ORAL PEMPHIGUS VULGARIS: A CASE REPORT

구강내 발생한 심상성 천포창 환자의 치험례

  • Kim, Il-Kyu (Department of Oral and Maxillofacial Surgery, Department of Dentistry, College of Medicine, In-Ha University) ;
  • Choi, Jin-Ung (Department of Oral and Maxillofacial Surgery, Department of Dentistry, College of Medicine, In-Ha University) ;
  • Yang, Jung-Eun (Department of Oral and Maxillofacial Surgery, Department of Dentistry, College of Medicine, In-Ha University) ;
  • Jang, Jae-Won (Department of Oral and Maxillofacial Surgery, Department of Dentistry, College of Medicine, In-Ha University) ;
  • Sasikala, Balaraman (Department of Oral and Maxillofacial Surgery, Department of Dentistry, College of Medicine, In-Ha University) ;
  • Kim, Lucia (Department of Oral and Maxillofacial Surgery, Department of Pathology, College of Medicine, In-Ha University)
  • 김일규 (인하대학교 의과대학 치과학교실) ;
  • 최진풍 (인하대학교 의과대학 치과학교실) ;
  • 양정은 (인하대학교 의과대학 치과학교실) ;
  • 장재원 (인하대학교 의과대학 치과학교실) ;
  • 사시카라바라라만 (인하대학교 의과대학 치과학교실) ;
  • 김루시아 (인하대학교 의과대학 병리학교실)
  • Published : 2009.09.30

Abstract

Pemphigus vulgaris is a chronic autoimmune intraepithelial blistering disease with oral mucosal manifestations that very often precede the skin lesions.
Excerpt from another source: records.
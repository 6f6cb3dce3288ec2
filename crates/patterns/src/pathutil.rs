//! Forward-slash path helpers.
//!
//! Patterns, roots and matched paths always use `/` as the separator, no
//! matter the host platform. These helpers normalize separators and resolve
//! `.`/`..` lexically, without touching the filesystem.

use std::borrow::Cow;
use std::io;
use std::path::Path;

/// Replaces platform separators with `/`.
#[must_use]
pub fn normsep(path: &str) -> Cow<'_, str> {
    if std::path::MAIN_SEPARATOR != '/' && path.contains(std::path::MAIN_SEPARATOR) {
        Cow::Owned(path.replace(std::path::MAIN_SEPARATOR, "/"))
    } else {
        Cow::Borrowed(path)
    }
}

/// Collapses redundant separators and `.`/`..` components.
///
/// Leading `..` components of relative paths are kept; `..` directly below
/// the root of an absolute path is dropped. An empty result is `"."`.
#[must_use]
pub fn normpath(path: &str) -> String {
    let path = normsep(path);
    if path.is_empty() {
        return ".".to_owned();
    }
    let absolute = path.starts_with('/');
    let mut parts: Vec<&str> = Vec::new();
    for part in path.split('/') {
        match part {
            "" | "." => {}
            ".." => {
                if parts.last().is_some_and(|last| *last != "..") {
                    parts.pop();
                } else if !absolute {
                    parts.push("..");
                }
            }
            _ => parts.push(part),
        }
    }
    let joined = parts.join("/");
    if absolute {
        format!("/{joined}")
    } else if joined.is_empty() {
        ".".to_owned()
    } else {
        joined
    }
}

/// Joins `path` onto `base`; an absolute `path` replaces `base`.
#[must_use]
pub fn join(base: &str, path: &str) -> String {
    let base = normsep(base);
    let path = normsep(path);
    if path.starts_with('/') || base.is_empty() {
        path.into_owned()
    } else if base.ends_with('/') {
        format!("{base}{path}")
    } else {
        format!("{base}/{path}")
    }
}

/// Returns everything before the last separator, without trailing slashes.
#[must_use]
pub fn dirname(path: &str) -> String {
    let path = normsep(path);
    let head = path.rfind('/').map_or("", |index| &path[..=index]);
    if head.chars().all(|c| c == '/') {
        head.to_owned()
    } else {
        head.trim_end_matches('/').to_owned()
    }
}

/// Resolves `path` against the current directory and normalizes it.
pub fn abspath(path: &str) -> io::Result<String> {
    let path = normsep(path);
    if is_absolute(&path) {
        return Ok(normpath(&path));
    }
    let cwd = std::env::current_dir()?;
    let cwd = cwd.to_string_lossy();
    Ok(normpath(&join(&cwd, &path)))
}

/// Returns `true` for `/`-rooted paths and host-absolute paths.
#[must_use]
pub fn is_absolute(path: &str) -> bool {
    path.starts_with('/') || Path::new(path).is_absolute()
}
The vesicles or bullae are produced by an acantholytic process, detachment of differentiating keratinocytes from one another in the epithelial stratum spino sum or spinous cell layer. The pathogenesis of this disease is initially manifested by IgG(mainly) binding to desmosome(desmoglein 3 or 1) in the intercellular spaces of epithelium. This autoantibody binding caused the release of a plasminogen activator(a proteolytic enzyme) from keratinocytes. This ultimately results in cell to cell separation. The mainstay therapy of pemphigus vulgaris is systemic corticosteroids and immunosuppressive agents to eliminate the pathogenic autoantibodies from circulation. A 41-year old woman presented with a 1.5 year history of oral ulceration. There were no lesions on the skin or other mucosal sites. Histology and immunostaining were consistent with pemphigus vulgaris. Control of oral ulceration and normal oral function were achieved after systemic corticosteroids and immunosuppressive agents were instituted.